Alejandro: Do you think that to a certain degree desensitized your being with uncertainty, which is a big deal as an entrepreneur?

Lance Hill: I think what it maybe gave me, in a way, was a false sense of confidence in that I feel like I can do anything if I put my mind to it, and I kind of have to because no one else is going to help me do it. So I think that’s the big lesson that I took away from my upbringing.

Alejandro: And in terms of your love for computers, how did you come across this love and start developing this skill set around it?

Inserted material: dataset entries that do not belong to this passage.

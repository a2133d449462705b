//! Unit executor and the worker pool that feeds it.
//!
//! One [`UnitExecutor::process`] call handles one delivered message end to end:
//! produce the audio, record the outcome, count the unit, and run the
//! assembly step if this call crossed the job's barrier.

use std::sync::Arc;

use tokio::sync::{Semaphore, oneshot};
use tokio::time::timeout;
use tracing::{debug, error, info, warn};

use crate::assembly::{Assembler, AssemblyOutcome};
use crate::audio;
use crate::dispatch::{QueueReceiver, UnitMessage};
use crate::error::{BlockvoiceError, Result};
use crate::fan_in::FanIn;
use crate::job::{
    FailureKind, JobEvent, JobFailure, JobStatus, UnitArtifact, UnitFailure, UnitOutcome,
};
use crate::normalize::NormalizationError;
use crate::providers::SynthesisRequest;
use crate::runtime::Runtime;
use crate::store::{self, OutcomeWrite};

/// What one `process` call did.
#[derive(Debug, Clone, PartialEq, Eq)]
pub struct ExecutionReport {
    /// False when an earlier delivery had already written the outcome.
    pub recorded: bool,
    pub outcome: UnitOutcome,
    pub fan_in: FanIn,
    /// Set only on the call that ran the assembly step.
    pub assembly: Option<AssemblyOutcome>,
}

pub struct UnitExecutor {
    runtime: Runtime,
    assembler: Assembler,
}

impl UnitExecutor {
    pub fn new(runtime: Runtime) -> Self {
        Self {
            assembler: Assembler::new(runtime.clone()),
            runtime,
        }
    }

    pub async fn process(&self, message: &UnitMessage) -> Result<ExecutionReport> {
        let job_id = message.job_id.as_str();
        let index = message.unit_index;
        let store = &self.runtime.store;

        let unit = store.unit(job_id, index).await?;
        let (recorded, outcome) = if unit.outcome.is_pending() {
            let produced = self.produce(message).await;
            match store.record_outcome(job_id, index, produced.clone()).await? {
                OutcomeWrite::Recorded => {
                    self.notify_unit(job_id, index, &produced).await;
                    (true, produced)
                }
                OutcomeWrite::AlreadyRecorded(existing) => {
                    warn!(job_id, unit_index = index, "concurrent delivery already recorded this unit");
                    (false, existing)
                }
            }
        } else {
            warn!(job_id, unit_index = index, "redelivered unit, outcome already recorded");
            (false, unit.outcome)
        };

        // Only the first outcome moves the job out of `queued`.
        store
            .transition(job_id, JobStatus::Queued, JobEvent::UnitRecorded)
            .await?;

        let tick = store.increment_completed(job_id, index).await?;
        let fan_in = FanIn::decide(&tick);
        let assembly = match fan_in {
            FanIn::Wait { remaining } => {
                debug!(job_id, unit_index = index, completed = tick.completed_count, remaining, "unit counted");
                None
            }
            // The delivery that crossed the barrier may have died before the
            // job left `processing`; the assembler no-ops if it already has.
            FanIn::AlreadyCounted if tick.completed_count == tick.unit_count => {
                warn!(job_id, unit_index = index, "duplicate delivery after barrier, re-checking assembly");
                Some(self.assembler.assemble(job_id).await?)
            }
            FanIn::AlreadyCounted => {
                warn!(job_id, unit_index = index, "duplicate delivery, unit already counted");
                None
            }
            FanIn::Assemble => {
                info!(job_id, unit_index = index, unit_count = tick.unit_count, "all units accounted for, assembling");
                Some(self.assembler.assemble(job_id).await?)
            }
            FanIn::Overflow {
                observed,
                unit_count,
            } => {
                error!(job_id, observed, unit_count, "completed count exceeded unit count");
                let failure = JobFailure::new(format!(
                    "consistency error: completed count {observed} exceeds unit count {unit_count}"
                ))
                .with_units(vec![UnitFailure {
                    index,
                    kind: FailureKind::Consistency,
                    message: "counted past the number of units".into(),
                }]);
                if store::fail_job(store.as_ref(), job_id, failure.clone())
                    .await?
                    .is_some()
                {
                    self.runtime.hooks.on_job_failed(job_id, &failure).await;
                }
                return Err(BlockvoiceError::Consistency {
                    job_id: job_id.to_string(),
                    observed,
                    unit_count,
                });
            }
        };

        Ok(ExecutionReport {
            recorded,
            outcome,
            fan_in,
            assembly,
        })
    }

    async fn produce(&self, message: &UnitMessage) -> UnitOutcome {
        match self.try_produce(message).await {
            Ok(artifact) => UnitOutcome::Succeeded { artifact },
            Err(failure) => UnitOutcome::Failed { failure },
        }
    }

    async fn try_produce(&self, message: &UnitMessage) -> std::result::Result<UnitArtifact, UnitFailure> {
        let job_id = message.job_id.as_str();
        let index = message.unit_index;
        let input = &message.input;
        let fail = |kind: FailureKind, message: String| UnitFailure {
            index,
            kind,
            message,
        };

        let text = if input.diacritize {
            let normalizer = self.runtime.normalizer.as_ref().ok_or_else(|| {
                fail(
                    FailureKind::Normalization,
                    NormalizationError::NotConfigured.to_string(),
                )
            })?;
            normalizer
                .normalize(&input.text)
                .await
                .map_err(|e| fail(FailureKind::Normalization, e.to_string()))?
        } else {
            input.text.clone()
        };

        let request = SynthesisRequest {
            provider: input.provider.clone(),
            voice: input.voice.clone(),
            text,
        };
        let limit = self.runtime.settings.synthesis_timeout;
        let wav = match timeout(limit, self.runtime.synthesizer.synthesize(&request)).await {
            Ok(Ok(wav)) => wav,
            Ok(Err(e)) => return Err(fail(FailureKind::Synthesis, e.to_string())),
            Err(_) => {
                return Err(fail(
                    FailureKind::Timeout,
                    format!("synthesis did not finish within {}ms", limit.as_millis()),
                ));
            }
        };
        let duration_ms =
            audio::duration_ms(&wav).map_err(|e| fail(FailureKind::Audio, e.to_string()))?;

        let workspace = &self.runtime.workspace;
        let local_path = workspace.unit_path(job_id, index);
        workspace
            .write(&local_path, &wav)
            .await
            .map_err(|e| fail(FailureKind::Storage, format!("working area: {e}")))?;
        let stored = self
            .runtime
            .storage
            .store(&format!("{job_id}/block{index}.wav"), &wav)
            .await
            .map_err(|e| fail(FailureKind::Storage, e.to_string()))?;

        Ok(UnitArtifact {
            local_path: Some(local_path),
            stored,
            duration_ms,
        })
    }

    async fn notify_unit(&self, job_id: &str, index: usize, outcome: &UnitOutcome) {
        let hooks = &self.runtime.hooks;
        match outcome {
            UnitOutcome::Succeeded { artifact } => {
                hooks.on_block_completed(job_id, index, artifact).await
            }
            UnitOutcome::Failed { failure } => hooks.on_block_failed(job_id, failure).await,
            UnitOutcome::Pending => {}
        }
    }
}

/// Drains the dispatch queue with up to `workers` units in flight.
pub struct WorkerPool {
    executor: Arc<UnitExecutor>,
    workers: usize,
}

impl WorkerPool {
    pub fn new(executor: Arc<UnitExecutor>, workers: usize) -> Self {
        Self {
            executor,
            workers: workers.max(1),
        }
    }

    /// Run until shutdown is signalled or the queue closes, then wait for
    /// in-flight units and flush the store.
    pub async fn run(self, mut queue: QueueReceiver, mut shutdown_rx: oneshot::Receiver<()>) -> Result<()> {
        let semaphore = Arc::new(Semaphore::new(self.workers));
        info!(workers = self.workers, "worker pool started");

        loop {
            let delivery = tokio::select! {
                _ = &mut shutdown_rx => {
                    info!("worker pool shutting down");
                    break;
                }
                delivery = queue.recv() => match delivery {
                    Some(delivery) => delivery,
                    None => break,
                },
            };

            let Ok(permit) = semaphore.clone().acquire_owned().await else {
                break;
            };
            let executor = self.executor.clone();
            tokio::spawn(async move {
                let job_id = delivery.message.job_id.clone();
                let unit_index = delivery.message.unit_index;
                match executor.process(&delivery.message).await {
                    Ok(_) => delivery.ack(),
                    Err(e) if e.is_transient() => {
                        warn!(job_id = %job_id, unit_index, attempt = delivery.attempt, error = %e, "unit processing failed, requeueing");
                        delivery.nack();
                    }
                    Err(e) => {
                        error!(job_id = %job_id, unit_index, error = %e, "unit processing failed");
                        delivery.ack();
                    }
                }
                drop(permit);
            });
        }

        // Every permit back means nothing is in flight.
        let _all = semaphore.acquire_many(self.workers as u32).await;
        self.executor.runtime.store.flush().await?;
        Ok(())
    }
}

Lance Hill: Yeah. That’s a great question. Actually, as I got older, my mother started going to night school and got a degree and basically became a database administrator. But through that, she would take me to the computer lab, and I would sit in the back of the computer lab while she was at school, and I got sensitized to computers then. Ultimately, I got myself a home computer, an old one, and was able to start programming. I just loved the feeling of being able to build things on my own and write them and figure them out. This was in the ‘80s, so computers were quite different. That’s what got me going. The thing that I really loved about the whole technology space and still do to this day is it fits a lot that I said earlier, which is, it’s all about who you are, what you know, what you can do. It’s not necessarily about what letters come after your name from a degree point of view or where your pedigree is. I think technology, generally, is a really great industry for meritocracy. That appealed to me as well that I could basically create anything I wanted to with a computer if I was just smart enough to figure out how.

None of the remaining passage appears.